The colours of the Batignolles

The Batignolles does not attract many tourists. That, in itself, is part of its charm. But there are many reasons to venture there. Food. Gardens. Places for children to play. And colour, because that is what struck us both – this is an area filled with colour.

The restaurants are colourful.


The grocery stores are colourful.


The corner stores are colourful.


The antique shops are colourful (we found some nice antique postcards in this one).


The library is colourful.


The street machinery is colourful.


Even the residents are colourful (this lady has coordinated her pink outfit wonderfully).


The residents also seem to have a sense of humour, if this bilingual pun is anything to go by.


After a morning ramble, we had lunch under the trees at le Tout Petit, which seemed appropriate for a quartier filled with children. The couple on the left, who lived in the area, said it was very child-friendly.


We later saw the couple from the café with their children in the playground that is part of Square des Batignolles. We can thank Adophe Alphand (again) for the design of this miniature wonderland. You enter down a winding little path, lined with Norman’s favourite concrete-made-to-look-like-wood.
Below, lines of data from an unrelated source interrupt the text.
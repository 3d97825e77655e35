//! Completion of extra occurrences and the morning/evening split.
//!
//! # Completion
//! Occurrences beyond a protocol's window count are attached to the first
//! bucket that accepts them (same joining rules as bucketing). If none does,
//! a new bucket is opened after the predecessor plus the minimum gap.
//!
//! # Split
//! A protocol flagged for both a morning and an evening visit must end up
//! with at least one occurrence in each part. When one part is missing, the
//! latest occurrence that is not the sole carrier of the other part moves
//! to a sibling bucket on the same window with the missing part forced.
//! Same-species members that allow the part move along.

use std::collections::HashSet;

use super::bucketing::{Bucket, BucketSet};
use crate::models::{intersect_parts, part_allowed, PartOfDay, PartSet};
use crate::validation::{GenerationWarning, WarningKind};

/// Places every non-solo extra slot.
pub(crate) fn complete(set: &mut BucketSet<'_>, warnings: &mut Vec<GenerationWarning>) {
    let table = set.table;
    for (slot, s) in table.slots.iter().enumerate() {
        if !s.extra || s.solo {
            continue;
        }
        if !set.place(slot) {
            warnings.push(set.gap_warning(slot));
        }
    }
}

fn other_part(part: PartOfDay) -> PartOfDay {
    match part {
        PartOfDay::Morning => PartOfDay::Evening,
        _ => PartOfDay::Morning,
    }
}

/// Performs at most one split. Returns `true` when buckets changed.
///
/// Protocols that cannot be satisfied get one
/// [`WarningKind::UnsatisfiedDayPart`] each, tracked through `warned`.
pub(crate) fn split_day_parts(
    set: &mut BucketSet<'_>,
    warned: &mut HashSet<usize>,
    warnings: &mut Vec<GenerationWarning>,
) -> bool {
    let table = set.table;
    let protocols = set.protocols;

    for (pi, p) in protocols.iter().enumerate() {
        if !(p.requires_morning_visit && p.requires_evening_visit) || warned.contains(&pi) {
            continue;
        }
        let placed: Vec<(usize, Option<PartOfDay>)> = table.by_protocol[pi]
            .iter()
            .filter_map(|&slot| {
                set.bucket_of(slot)
                    .map(|b| (slot, set.part_of(&set.buckets[b])))
            })
            .collect();

        if placed.len() < 2 {
            warned.insert(pi);
            warnings.push(GenerationWarning::new(
                WarningKind::UnsatisfiedDayPart,
                p.id,
                format!(
                    "Needs a morning and an evening visit but has {} occurrence(s)",
                    placed.len()
                ),
            ));
            continue;
        }

        for needed in [PartOfDay::Morning, PartOfDay::Evening] {
            if placed.iter().any(|&(_, part)| part == Some(needed)) {
                continue;
            }
            let other = other_part(needed);
            let carriers = placed
                .iter()
                .filter(|&&(_, part)| part == Some(other))
                .count();
            let candidate = placed
                .iter()
                .rev()
                .find(|&&(_, part)| part != Some(other) || carriers > 1)
                .map(|&(slot, _)| slot);

            match candidate {
                Some(slot) => {
                    move_to_sibling(set, slot, needed);
                    return true;
                }
                None => {
                    warned.insert(pi);
                    warnings.push(GenerationWarning::new(
                        WarningKind::UnsatisfiedDayPart,
                        p.id,
                        format!("No occurrence can move to {}", needed.label()),
                    ));
                    break;
                }
            }
        }
    }
    false
}

/// Moves `slot` and its same-species companions into a new bucket forced
/// to `part`.
fn move_to_sibling(set: &mut BucketSet<'_>, slot: usize, part: PartOfDay) {
    let table = set.table;
    let protocols = set.protocols;
    let Some(bi) = set.bucket_of(slot) else {
        return;
    };
    let species = protocols[table.slots[slot].protocol].species.id;

    let movers: Vec<usize> = set.buckets[bi]
        .members
        .iter()
        .copied()
        .filter(|&m| {
            if m == slot {
                return true;
            }
            let mate = &table.slots[m];
            let mp = &protocols[mate.protocol];
            mp.species.id == species
                && part_allowed(mate.parts, part)
                && !(mp.requires_morning_visit && mp.requires_evening_visit)
        })
        .collect();

    let origin = &mut set.buckets[bi];
    origin.members.retain(|m| !movers.contains(m));
    origin.parts = origin
        .members
        .iter()
        .fold(None, |acc, &m| intersect_parts(acc, table.slots[m].parts));
    let window = origin.window;
    let solo = origin.solo;

    set.push(Bucket {
        members: movers,
        window,
        parts: Some(PartSet::only(part)),
        fixed_part: Some(part),
        solo,
    });
    set.compact();
}
#[cfg(test)]
mod tests {
    use super::*;
    use crate::models::{Family, Function, Species};
    use chrono::NaiveTime;

    fn bat(id: u32, function: &str) -> Protocol {
        Protocol::new(
            id,
            Species::new(1, "Gewone dwergvleermuis", Family::new(1, "Vleermuis"))
                .with_abbreviation("GD"),
            Function::new(id, function),
        )
    }

    #[test]
    fn test_relative_time_text() {
        assert_eq!(relative_time_text(PartOfDay::Morning, 0), "Zonsopkomst");
        assert_eq!(relative_time_text(PartOfDay::Evening, 10), "Zonsondergang");
        assert_eq!(
            relative_time_text(PartOfDay::Morning, -90),
            "1,5 uur voor zonsopkomst"
        );
        assert_eq!(relative_time_text(PartOfDay::Evening, 120), "2 uur na zonsondergang");
    }

    #[test]
    fn test_morning_start_from_end_and_duration() {
        let a = bat(1, "Kraamverblijfplaats")
            .with_end(TimingReference::Sunrise, Some(0))
            .with_duration_hours(2.0);
        let b = bat(2, "Zomerverblijfplaats")
            .with_end(TimingReference::Sunrise, Some(30))
            .with_duration_hours(1.0);
        let text = start_time_text(Some(PartOfDay::Morning), &[(&a, 1), (&b, 1)]);
        // Earliest end 30 min before sunrise, minus 120 min
        assert_eq!(text.as_deref(), Some("2,5 uur voor zonsopkomst"));
    }

    #[test]
    fn test_evening_start_and_daytime() {
        let a = bat(1, "Vliegroute").with_start(TimingReference::Sunset, Some(60));
        let b = bat(2, "Foerageergebied").with_start(TimingReference::Sunset, Some(-30));
        assert_eq!(
            start_time_text(Some(PartOfDay::Evening), &[(&a, 1), (&b, 1)]).as_deref(),
            Some("0,5 uur voor zonsondergang")
        );
        assert_eq!(
            start_time_text(Some(PartOfDay::Daytime), &[(&a, 1)]).as_deref(),
            Some("Overdag")
        );
        assert_eq!(start_time_text(None, &[(&a, 1)]), None);
    }

    #[test]
    fn test_absolute_start_wraps_past_midnight() {
        let a = bat(1, "Nest").with_absolute_start(NaiveTime::from_hms_opt(23, 0, 0).unwrap());
        let b = bat(2, "Nest").with_absolute_start(NaiveTime::from_hms_opt(1, 30, 0).unwrap());
        assert_eq!(
            start_time_text(Some(PartOfDay::Evening), &[(&a, 1), (&b, 1)]).as_deref(),
            Some("23:00")
        );
    }

    fn species_protocol(id: u32, abbr: &str, family: &str, function: &str) -> Protocol {
        Protocol::new(
            id,
            Species::new(id, abbr, Family::new(id, family)).with_abbreviation(abbr),
            Function::new(id, function),
        )
        .with_start(TimingReference::Sunset, Some(60))
    }

    #[test]
    fn test_butterfly_midday_text() {
        let iepenpage = species_protocol(1, "IP", "Vlinder", "Voortplantingsgebied")
            .with_start(TimingReference::Daytime, None);
        assert_eq!(
            start_time_text(Some(PartOfDay::Daytime), &[(&iepenpage, 1)]).as_deref(),
            Some(VLINDER_START_TEXT)
        );
    }

    #[test]
    fn test_hm_text_after_sunrise() {
        let hm = species_protocol(1, "HM", "Zwaluw", "Nest");
        let bat = bat(2, "Nest");
        assert_eq!(
            start_time_text(Some(PartOfDay::Morning), &[(&bat, 1), (&hm, 1)]).as_deref(),
            Some("1-2 uur na zonsopkomst")
        );
    }

    #[test]
    fn test_mv_mating_roost_texts() {
        let mv = species_protocol(1, "MV", "Vleermuis", "Paarverblijf");
        assert_eq!(
            start_time_text(Some(PartOfDay::Evening), &[(&mv, 2)]).as_deref(),
            Some("Zonsondergang")
        );
        assert_eq!(
            start_time_text(Some(PartOfDay::Morning), &[(&mv, 2)]).as_deref(),
            Some("3 uur voor zonsopgang")
        );
        // Other MV functions use the derived text
        let other = species_protocol(2, "MV", "Vleermuis", "Zomerverblijfplaats");
        assert_eq!(
            start_time_text(Some(PartOfDay::Evening), &[(&other, 1)]).as_deref(),
            Some("1 uur na zonsondergang")
        );
    }

    #[test]
    fn test_rd_mating_roost_first_visit_at_midnight() {
        let rd = species_protocol(1, "RD", "Vleermuis", "Paarverblijf");
        assert_eq!(
            start_time_text(Some(PartOfDay::Evening), &[(&rd, 1)]).as_deref(),
            Some("00:00")
        );
        assert_eq!(
            start_time_text(Some(PartOfDay::Evening), &[(&rd, 2)]).as_deref(),
            Some("1 uur na zonsondergang")
        );
    }

    #[test]
    fn test_precipitation_prefers_ranked() {
        let merged = merge_precipitation(["geen regen", "droog", "motregen"].into_iter());
        assert_eq!(merged.as_deref(), Some("droog"));
        let merged = merge_precipitation(["weinig wind", "geen hoosbui"].into_iter());
        assert_eq!(merged.as_deref(), Some("weinig wind"));
        assert_eq!(merge_precipitation(["  "].into_iter()), None);
    }

    #[test]
    fn test_planning_remarks_allowlist() {
        let remarks = planning_remarks(
            [
                "Bij voorkeur niet na (hevige) regenbuien. Duur 2 uur.",
                "Ten minste 1 ochtend",
            ]
            .into_iter(),
        );
        assert_eq!(
            remarks.as_deref(),
            Some("ten minste 1 ochtend | 1 ochtend | bij voorkeur niet na (hevige) regenbuien")
        );
        assert_eq!(planning_remarks(["Duur 2 uur"].into_iter()), None);
    }

    #[test]
    fn test_field_remarks_only_for_mixed_functions() {
        let a = bat(1, "Kraamverblijfplaats");
        let b = bat(2, "Zomerverblijfplaats");
        assert_eq!(field_remarks(&[(&a, 1)]), None);
        assert_eq!(
            field_remarks(&[(&b, 2), (&a, 1)]).as_deref(),
            Some("Kraamverblijfplaats: GD (1)\nZomerverblijfplaats: GD (2)")
        );
    }
}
And there you will find more colourful residents of Batignolles: the ducks and waterfowl. Take a look at this little fellow’s beak. You’d never get away with something that gaudy in the Tuileries.


Of course, there is the ever-popular black-and-white look.


And the classic mallard colouring is never out of fashion.


Across the rue Cardinet from the Square des Batignolles is a park so new that it is not quite finished. Parc Martin Luther King is just part of  the huge new Clichy-Batignolles development. Its long straight paths, its reconstruction of a wetland, and its skateboard facilities make for a contrast with the much older park. All very 21st century. Parc Martin Luther King seems popular with children and teenagers, and it’s nice to have both spaces in the quartier. Something for everyone.


With so much colour, the area attracted its share of artists back in the day. Manet lived at 34, boulevard des Batignolles, which I failed to photograph when I was there, but Google Street View has captured its lovely blue door.


The Café Guerbois on what is now the avenue de Clichy, was a noted hangout for Edouard Manet and his friends at no. 9 (it’s now a menswear shop). At no. 11, we spotted this façade.


This was once the establishment of G. Hennequin, a merchant in “Couleurs Fines, Toiles et Pinceaux” (fine colours, canvases and brushes). Some Impressionist canvases still bear a paper sticker with the name of the shop on it. It functioned as an art supply store until 2010. You can see what it used to look like here.

We felt that if Manet or his friends could see the Batignolles today, they would still find places they recognized. In time, they would even find a new watering hole to replace the Café Guerbois. I wonder which of the many local cafés they would choose…


Text by Philippa Campsie; photographs by Philippa Campsie and Norman Ball.

About Parisian Fields

Parisian Fields is the blog of two Toronto writers who love Paris. When we can't be there, we can write about it. We're interested in everything from its history and architecture to its graffiti and street furniture. We welcome comments, suggestions, corrections, and musings from all readers.
This entry was posted in Paris gardens, Paris parks, Paris quartiers and tagged , , , , , , , . Bookmark the permalink.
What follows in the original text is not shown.